What to work on: Where does the word "blob" occur in the data below? Copy each line that holds it.

--- Record set Enclosed Below ---

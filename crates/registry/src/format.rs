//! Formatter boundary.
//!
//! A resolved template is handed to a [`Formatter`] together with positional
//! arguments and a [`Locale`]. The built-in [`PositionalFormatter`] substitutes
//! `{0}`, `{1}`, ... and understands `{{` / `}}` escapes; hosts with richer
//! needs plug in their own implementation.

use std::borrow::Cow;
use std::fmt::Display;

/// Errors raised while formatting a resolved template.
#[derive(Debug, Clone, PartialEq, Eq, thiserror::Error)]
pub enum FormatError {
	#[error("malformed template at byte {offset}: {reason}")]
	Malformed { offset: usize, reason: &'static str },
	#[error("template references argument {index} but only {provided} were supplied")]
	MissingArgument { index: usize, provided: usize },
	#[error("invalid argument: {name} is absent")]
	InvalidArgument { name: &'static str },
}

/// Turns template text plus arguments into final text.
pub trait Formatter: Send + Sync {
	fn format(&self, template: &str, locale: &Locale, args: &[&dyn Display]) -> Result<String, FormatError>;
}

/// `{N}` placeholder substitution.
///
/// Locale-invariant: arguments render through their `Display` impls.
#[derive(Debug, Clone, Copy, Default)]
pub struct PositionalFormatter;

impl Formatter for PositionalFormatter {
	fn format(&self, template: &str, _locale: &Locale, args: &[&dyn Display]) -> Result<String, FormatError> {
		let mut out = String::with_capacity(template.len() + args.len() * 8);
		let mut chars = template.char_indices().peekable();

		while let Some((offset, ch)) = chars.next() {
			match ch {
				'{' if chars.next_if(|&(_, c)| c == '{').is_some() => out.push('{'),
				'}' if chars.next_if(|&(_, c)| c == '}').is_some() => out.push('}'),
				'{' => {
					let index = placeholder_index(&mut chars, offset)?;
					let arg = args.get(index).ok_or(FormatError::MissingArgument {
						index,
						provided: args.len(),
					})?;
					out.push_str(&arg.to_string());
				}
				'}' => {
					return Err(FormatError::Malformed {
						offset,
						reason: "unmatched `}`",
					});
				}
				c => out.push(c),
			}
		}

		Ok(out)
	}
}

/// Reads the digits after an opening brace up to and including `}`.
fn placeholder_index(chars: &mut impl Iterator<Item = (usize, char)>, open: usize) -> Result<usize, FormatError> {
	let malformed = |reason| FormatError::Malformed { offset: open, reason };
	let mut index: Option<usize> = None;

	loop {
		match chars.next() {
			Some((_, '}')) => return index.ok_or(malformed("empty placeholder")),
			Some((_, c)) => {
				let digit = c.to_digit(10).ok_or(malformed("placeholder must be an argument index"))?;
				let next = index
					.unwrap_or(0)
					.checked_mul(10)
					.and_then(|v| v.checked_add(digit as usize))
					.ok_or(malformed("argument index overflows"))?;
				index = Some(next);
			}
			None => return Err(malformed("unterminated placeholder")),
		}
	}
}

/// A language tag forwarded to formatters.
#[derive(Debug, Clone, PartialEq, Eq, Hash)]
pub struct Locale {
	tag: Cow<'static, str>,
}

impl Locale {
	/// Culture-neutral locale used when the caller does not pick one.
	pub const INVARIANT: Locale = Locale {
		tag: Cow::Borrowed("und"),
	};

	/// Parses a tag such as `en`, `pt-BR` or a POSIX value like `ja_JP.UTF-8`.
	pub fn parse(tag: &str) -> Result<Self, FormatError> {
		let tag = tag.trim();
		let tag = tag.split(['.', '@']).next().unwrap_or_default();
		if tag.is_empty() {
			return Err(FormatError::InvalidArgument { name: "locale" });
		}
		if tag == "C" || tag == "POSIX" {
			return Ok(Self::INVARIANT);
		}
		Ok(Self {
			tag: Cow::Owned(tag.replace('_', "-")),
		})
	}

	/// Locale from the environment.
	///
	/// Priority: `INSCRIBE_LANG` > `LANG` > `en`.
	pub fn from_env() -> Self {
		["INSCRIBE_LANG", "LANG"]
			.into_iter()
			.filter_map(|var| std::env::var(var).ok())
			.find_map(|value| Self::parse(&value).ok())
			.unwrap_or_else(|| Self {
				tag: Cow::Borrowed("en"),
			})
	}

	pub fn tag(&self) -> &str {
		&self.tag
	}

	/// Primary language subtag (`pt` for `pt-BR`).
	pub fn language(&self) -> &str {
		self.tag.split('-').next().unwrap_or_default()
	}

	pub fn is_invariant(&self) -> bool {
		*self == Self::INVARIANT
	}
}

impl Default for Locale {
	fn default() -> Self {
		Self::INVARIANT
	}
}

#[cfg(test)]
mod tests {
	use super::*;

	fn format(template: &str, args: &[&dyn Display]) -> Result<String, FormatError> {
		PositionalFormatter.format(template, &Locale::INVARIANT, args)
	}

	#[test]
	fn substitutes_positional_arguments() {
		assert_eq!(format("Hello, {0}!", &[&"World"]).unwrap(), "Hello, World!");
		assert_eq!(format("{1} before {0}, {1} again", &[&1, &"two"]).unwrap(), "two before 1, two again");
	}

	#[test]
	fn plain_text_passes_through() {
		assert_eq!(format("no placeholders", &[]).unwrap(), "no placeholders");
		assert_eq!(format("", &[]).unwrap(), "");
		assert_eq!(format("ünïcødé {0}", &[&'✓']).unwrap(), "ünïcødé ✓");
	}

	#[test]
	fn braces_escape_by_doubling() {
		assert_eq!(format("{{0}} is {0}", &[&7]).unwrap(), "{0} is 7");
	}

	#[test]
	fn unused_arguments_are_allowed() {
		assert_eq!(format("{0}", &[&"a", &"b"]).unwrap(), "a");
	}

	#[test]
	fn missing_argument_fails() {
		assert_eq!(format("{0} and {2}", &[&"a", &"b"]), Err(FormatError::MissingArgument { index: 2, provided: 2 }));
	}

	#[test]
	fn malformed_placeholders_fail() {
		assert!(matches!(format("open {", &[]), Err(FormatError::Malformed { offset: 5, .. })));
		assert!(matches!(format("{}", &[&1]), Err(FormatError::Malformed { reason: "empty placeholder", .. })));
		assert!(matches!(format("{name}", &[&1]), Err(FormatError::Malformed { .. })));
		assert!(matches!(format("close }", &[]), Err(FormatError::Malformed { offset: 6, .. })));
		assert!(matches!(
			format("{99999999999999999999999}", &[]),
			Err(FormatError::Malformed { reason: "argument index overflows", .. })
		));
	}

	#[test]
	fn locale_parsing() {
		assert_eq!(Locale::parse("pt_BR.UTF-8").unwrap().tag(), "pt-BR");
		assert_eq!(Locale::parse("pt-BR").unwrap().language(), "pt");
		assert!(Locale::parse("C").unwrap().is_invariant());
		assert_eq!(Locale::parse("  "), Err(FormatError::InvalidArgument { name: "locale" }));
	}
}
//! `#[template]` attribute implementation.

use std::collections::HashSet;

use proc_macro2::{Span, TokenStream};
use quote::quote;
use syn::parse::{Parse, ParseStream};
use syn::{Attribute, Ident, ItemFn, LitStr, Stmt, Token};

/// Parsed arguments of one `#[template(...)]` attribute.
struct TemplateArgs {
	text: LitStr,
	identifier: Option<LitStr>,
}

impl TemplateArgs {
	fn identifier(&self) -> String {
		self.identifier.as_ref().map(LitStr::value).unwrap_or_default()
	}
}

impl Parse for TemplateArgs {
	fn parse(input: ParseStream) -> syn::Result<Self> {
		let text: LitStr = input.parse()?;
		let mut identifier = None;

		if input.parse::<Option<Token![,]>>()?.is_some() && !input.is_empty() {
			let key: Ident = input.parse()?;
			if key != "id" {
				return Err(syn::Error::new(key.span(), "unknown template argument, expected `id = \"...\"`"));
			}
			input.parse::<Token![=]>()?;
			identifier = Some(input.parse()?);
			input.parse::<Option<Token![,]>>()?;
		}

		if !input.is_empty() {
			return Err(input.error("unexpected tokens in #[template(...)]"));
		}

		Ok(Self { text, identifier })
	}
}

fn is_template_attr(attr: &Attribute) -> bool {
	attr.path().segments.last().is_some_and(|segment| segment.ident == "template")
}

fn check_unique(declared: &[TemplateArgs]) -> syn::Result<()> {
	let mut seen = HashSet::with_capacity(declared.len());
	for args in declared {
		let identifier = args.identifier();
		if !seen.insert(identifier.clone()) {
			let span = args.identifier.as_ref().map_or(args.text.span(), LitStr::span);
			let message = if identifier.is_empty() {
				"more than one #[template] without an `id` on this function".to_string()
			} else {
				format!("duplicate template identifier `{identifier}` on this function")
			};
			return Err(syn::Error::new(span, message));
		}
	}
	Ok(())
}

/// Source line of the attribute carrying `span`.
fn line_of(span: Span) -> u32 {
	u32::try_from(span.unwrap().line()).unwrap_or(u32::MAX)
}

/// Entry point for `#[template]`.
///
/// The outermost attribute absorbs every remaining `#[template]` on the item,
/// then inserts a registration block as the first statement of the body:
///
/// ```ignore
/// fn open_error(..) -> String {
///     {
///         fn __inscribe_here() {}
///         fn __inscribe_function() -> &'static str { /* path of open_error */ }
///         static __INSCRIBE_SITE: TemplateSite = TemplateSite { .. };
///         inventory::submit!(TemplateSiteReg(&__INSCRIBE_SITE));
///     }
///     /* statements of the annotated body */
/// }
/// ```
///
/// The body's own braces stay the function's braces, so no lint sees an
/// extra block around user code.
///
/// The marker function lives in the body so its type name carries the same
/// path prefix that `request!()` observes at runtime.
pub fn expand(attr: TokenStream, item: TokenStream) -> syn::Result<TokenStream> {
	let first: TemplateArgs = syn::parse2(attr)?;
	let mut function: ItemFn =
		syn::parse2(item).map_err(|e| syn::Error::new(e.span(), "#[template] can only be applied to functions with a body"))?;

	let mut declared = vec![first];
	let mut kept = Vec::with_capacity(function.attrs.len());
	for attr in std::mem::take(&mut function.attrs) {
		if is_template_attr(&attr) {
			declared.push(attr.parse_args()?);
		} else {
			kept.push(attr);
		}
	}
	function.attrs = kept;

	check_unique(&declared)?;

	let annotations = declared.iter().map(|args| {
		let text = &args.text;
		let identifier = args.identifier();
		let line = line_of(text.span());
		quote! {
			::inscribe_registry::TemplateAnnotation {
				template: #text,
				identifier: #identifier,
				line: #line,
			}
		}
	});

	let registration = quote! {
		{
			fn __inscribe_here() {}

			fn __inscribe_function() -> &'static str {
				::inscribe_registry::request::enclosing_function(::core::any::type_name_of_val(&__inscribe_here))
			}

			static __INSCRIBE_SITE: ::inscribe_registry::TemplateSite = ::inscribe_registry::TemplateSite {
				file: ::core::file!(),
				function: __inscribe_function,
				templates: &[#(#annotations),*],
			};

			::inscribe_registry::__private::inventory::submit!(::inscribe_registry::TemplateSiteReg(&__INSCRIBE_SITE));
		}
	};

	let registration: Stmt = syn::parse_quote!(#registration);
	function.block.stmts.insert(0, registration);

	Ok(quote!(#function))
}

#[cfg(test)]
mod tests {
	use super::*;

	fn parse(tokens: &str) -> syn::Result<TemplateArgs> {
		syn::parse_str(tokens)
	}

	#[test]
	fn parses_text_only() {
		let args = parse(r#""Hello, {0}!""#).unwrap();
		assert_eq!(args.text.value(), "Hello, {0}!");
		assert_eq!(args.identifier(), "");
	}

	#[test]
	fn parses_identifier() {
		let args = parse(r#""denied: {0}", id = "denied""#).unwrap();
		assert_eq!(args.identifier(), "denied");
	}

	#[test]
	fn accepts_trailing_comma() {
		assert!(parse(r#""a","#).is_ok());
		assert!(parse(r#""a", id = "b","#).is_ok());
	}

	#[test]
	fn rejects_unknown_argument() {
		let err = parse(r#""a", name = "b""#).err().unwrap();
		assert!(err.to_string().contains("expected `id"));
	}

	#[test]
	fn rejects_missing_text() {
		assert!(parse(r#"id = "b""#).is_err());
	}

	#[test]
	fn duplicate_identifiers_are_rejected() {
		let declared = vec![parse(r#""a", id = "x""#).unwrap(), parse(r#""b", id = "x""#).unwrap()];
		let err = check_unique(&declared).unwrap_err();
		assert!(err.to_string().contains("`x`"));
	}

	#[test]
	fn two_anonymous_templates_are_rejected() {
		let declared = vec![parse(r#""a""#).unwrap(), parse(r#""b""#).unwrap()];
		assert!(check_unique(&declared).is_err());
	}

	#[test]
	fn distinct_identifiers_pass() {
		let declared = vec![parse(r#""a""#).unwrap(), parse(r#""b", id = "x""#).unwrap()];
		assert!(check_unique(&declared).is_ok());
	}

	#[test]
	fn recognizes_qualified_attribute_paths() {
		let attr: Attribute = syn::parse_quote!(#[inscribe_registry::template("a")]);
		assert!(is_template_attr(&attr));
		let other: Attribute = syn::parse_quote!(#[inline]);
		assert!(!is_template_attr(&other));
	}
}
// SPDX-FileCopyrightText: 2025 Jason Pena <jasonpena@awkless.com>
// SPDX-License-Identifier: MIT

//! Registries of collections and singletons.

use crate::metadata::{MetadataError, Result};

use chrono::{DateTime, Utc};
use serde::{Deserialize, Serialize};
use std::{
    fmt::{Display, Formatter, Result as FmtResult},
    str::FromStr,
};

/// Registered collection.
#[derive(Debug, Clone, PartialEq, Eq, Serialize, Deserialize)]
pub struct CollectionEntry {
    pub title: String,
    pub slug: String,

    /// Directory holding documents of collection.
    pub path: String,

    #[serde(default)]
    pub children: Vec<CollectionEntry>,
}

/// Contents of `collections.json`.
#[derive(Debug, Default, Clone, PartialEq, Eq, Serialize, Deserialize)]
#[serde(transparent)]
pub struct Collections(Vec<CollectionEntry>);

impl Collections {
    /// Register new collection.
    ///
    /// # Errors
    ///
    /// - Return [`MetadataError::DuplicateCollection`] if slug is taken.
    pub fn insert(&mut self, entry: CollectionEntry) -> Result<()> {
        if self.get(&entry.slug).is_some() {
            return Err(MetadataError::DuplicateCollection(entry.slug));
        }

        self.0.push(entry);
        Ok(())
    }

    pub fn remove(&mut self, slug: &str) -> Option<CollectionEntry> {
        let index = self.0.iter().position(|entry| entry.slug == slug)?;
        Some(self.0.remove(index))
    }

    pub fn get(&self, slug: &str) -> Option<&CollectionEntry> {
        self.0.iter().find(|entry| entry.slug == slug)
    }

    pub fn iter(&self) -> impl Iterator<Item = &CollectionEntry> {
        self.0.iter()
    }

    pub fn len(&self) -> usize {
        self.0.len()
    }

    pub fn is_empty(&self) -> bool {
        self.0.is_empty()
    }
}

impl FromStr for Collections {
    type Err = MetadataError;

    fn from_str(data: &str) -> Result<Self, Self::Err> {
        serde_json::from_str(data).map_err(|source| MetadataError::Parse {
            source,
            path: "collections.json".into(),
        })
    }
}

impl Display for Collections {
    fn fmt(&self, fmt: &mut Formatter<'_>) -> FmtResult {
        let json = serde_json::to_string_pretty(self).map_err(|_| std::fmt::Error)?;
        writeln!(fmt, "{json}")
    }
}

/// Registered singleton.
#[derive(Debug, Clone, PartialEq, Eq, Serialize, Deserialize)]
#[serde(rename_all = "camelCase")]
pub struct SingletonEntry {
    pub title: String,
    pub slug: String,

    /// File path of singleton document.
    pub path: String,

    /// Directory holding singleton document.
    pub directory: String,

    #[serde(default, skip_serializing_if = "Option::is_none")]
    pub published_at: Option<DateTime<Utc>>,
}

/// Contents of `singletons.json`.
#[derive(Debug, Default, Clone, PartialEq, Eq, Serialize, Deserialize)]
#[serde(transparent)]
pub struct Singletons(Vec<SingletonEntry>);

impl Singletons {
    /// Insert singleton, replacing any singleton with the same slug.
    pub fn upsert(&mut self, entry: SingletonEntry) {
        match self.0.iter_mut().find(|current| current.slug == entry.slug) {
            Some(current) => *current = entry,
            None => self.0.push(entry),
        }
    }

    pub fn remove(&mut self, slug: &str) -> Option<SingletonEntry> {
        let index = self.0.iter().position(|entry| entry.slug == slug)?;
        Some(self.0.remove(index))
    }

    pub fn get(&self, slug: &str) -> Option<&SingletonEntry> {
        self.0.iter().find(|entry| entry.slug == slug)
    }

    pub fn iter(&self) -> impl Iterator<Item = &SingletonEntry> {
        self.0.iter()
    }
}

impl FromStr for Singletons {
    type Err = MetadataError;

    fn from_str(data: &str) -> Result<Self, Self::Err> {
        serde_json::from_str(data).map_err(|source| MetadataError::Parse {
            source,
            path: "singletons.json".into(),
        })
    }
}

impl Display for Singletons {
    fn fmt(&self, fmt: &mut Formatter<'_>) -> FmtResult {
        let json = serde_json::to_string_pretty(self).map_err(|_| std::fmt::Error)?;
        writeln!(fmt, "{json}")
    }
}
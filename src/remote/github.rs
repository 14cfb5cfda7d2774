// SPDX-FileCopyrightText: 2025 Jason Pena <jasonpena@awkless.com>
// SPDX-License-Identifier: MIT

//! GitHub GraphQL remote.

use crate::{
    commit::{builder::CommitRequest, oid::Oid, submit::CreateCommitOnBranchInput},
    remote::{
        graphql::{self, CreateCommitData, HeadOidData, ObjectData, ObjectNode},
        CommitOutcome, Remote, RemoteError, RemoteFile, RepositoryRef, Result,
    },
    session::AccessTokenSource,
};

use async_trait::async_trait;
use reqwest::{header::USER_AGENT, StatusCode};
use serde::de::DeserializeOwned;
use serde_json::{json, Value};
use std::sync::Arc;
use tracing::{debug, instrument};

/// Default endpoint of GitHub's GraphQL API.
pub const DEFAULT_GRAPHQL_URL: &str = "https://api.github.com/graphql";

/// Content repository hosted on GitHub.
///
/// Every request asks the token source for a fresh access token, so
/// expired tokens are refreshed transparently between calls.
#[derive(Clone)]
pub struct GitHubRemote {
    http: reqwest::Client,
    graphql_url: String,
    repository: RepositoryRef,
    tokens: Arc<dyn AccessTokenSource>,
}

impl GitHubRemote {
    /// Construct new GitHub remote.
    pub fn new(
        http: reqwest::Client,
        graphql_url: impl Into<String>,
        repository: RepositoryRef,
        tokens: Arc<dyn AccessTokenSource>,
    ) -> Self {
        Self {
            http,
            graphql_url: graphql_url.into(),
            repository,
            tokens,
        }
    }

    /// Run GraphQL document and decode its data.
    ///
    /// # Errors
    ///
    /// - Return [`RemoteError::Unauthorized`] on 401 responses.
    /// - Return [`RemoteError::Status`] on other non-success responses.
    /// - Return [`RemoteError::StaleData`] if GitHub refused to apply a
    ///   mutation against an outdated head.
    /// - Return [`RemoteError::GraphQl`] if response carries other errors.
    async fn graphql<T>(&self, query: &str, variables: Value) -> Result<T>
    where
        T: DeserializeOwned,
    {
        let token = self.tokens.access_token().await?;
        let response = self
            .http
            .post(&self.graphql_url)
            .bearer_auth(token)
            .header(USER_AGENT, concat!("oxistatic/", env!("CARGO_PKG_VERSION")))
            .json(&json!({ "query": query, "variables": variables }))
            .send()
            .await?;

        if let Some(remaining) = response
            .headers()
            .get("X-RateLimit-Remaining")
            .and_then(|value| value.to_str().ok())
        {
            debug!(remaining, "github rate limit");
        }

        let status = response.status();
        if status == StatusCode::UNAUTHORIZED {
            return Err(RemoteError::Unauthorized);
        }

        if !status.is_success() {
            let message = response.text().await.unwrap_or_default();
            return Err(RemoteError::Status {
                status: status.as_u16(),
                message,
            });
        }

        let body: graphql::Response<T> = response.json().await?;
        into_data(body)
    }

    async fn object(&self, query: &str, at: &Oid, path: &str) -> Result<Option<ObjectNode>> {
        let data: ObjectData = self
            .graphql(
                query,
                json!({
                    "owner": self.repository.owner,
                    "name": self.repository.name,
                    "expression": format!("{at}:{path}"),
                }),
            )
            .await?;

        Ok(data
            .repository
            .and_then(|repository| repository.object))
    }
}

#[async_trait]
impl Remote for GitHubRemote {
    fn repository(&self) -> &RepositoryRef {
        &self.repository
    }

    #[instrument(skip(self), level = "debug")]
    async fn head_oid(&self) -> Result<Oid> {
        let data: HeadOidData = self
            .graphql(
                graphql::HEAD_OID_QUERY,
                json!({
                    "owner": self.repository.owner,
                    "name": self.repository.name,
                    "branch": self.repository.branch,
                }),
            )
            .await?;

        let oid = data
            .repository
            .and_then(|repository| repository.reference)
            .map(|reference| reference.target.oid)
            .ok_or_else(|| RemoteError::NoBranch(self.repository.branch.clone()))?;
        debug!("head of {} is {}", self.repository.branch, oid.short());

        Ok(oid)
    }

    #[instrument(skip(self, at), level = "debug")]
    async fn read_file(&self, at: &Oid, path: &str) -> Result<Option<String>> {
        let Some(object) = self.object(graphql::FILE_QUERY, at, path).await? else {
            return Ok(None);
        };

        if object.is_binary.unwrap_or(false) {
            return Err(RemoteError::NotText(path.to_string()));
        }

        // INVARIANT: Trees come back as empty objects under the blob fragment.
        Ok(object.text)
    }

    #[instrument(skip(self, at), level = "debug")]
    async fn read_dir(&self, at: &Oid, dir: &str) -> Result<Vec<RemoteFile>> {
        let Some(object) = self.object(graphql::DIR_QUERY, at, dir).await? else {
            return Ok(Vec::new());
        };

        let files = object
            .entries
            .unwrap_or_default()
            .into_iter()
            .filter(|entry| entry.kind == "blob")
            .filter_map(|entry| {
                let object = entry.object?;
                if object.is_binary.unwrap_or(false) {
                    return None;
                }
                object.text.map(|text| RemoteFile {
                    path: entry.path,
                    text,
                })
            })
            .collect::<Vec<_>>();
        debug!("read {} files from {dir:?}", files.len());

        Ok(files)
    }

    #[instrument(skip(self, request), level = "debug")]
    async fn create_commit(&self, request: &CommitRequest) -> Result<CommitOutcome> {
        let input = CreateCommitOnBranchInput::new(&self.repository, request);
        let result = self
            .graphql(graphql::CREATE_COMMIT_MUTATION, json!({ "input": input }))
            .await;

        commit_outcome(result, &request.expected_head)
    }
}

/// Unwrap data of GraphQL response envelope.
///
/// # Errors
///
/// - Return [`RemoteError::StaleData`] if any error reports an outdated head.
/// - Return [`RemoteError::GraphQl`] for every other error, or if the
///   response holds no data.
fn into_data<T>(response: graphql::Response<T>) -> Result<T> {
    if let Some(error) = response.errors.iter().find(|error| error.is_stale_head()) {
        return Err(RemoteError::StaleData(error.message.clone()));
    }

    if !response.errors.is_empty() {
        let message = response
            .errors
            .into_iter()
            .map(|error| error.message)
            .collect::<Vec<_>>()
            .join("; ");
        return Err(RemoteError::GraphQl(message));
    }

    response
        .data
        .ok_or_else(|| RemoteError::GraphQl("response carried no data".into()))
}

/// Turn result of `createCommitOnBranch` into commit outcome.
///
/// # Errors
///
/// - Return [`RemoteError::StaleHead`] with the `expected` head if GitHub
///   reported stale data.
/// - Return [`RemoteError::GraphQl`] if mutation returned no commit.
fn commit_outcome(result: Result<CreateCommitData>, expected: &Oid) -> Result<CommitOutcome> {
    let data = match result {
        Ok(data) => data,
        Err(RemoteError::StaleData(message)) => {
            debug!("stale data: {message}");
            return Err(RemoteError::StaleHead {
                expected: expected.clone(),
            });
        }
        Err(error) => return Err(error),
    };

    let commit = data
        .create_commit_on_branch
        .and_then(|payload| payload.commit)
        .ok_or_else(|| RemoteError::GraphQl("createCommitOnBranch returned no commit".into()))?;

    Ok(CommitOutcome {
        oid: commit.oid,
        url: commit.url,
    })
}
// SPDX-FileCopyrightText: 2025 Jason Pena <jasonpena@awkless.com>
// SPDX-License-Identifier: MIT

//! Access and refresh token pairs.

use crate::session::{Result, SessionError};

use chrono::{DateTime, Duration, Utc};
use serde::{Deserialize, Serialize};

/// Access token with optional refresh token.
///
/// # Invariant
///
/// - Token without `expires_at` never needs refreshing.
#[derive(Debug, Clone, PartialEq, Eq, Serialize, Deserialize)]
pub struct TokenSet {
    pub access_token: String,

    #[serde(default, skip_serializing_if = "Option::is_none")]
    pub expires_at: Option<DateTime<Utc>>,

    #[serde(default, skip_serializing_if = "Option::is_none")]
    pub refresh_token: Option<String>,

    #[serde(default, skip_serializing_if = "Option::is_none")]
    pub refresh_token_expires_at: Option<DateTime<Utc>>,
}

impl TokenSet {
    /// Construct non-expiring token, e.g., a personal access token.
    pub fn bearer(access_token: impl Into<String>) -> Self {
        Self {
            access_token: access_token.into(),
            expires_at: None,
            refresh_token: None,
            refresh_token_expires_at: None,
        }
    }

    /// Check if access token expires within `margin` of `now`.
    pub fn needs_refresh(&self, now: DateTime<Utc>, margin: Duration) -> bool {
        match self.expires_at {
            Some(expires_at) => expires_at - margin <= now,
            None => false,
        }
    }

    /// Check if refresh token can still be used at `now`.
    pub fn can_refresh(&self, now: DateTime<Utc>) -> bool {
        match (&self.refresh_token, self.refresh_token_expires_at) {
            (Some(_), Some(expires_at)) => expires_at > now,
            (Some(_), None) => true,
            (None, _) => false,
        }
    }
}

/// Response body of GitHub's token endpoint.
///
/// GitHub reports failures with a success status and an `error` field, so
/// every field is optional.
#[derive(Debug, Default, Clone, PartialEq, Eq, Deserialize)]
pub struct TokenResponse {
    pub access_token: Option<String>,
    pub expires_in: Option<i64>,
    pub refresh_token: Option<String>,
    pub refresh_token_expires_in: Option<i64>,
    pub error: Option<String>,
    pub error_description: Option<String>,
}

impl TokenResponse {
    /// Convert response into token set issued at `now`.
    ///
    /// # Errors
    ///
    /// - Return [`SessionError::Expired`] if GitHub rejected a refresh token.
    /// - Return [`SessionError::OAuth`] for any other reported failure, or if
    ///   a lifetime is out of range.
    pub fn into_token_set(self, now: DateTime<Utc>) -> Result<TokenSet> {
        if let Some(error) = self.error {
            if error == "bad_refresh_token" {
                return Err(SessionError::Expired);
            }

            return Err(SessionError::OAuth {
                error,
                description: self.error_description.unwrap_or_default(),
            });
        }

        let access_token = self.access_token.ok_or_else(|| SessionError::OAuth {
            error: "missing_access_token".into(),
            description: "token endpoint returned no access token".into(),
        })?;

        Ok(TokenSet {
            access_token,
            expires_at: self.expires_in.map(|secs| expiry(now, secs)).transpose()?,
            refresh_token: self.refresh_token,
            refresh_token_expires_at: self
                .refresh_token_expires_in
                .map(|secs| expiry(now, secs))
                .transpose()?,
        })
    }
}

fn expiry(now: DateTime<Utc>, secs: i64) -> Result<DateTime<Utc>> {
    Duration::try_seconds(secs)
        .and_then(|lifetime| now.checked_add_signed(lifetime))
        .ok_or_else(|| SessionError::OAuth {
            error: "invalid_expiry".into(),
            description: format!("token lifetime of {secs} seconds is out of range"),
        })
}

--- End of Enclosed Record set ---

Output of the task:
        // INVARIANT: Trees come back as empty objects under the blob fragment.
            .filter(|entry| entry.kind == "blob")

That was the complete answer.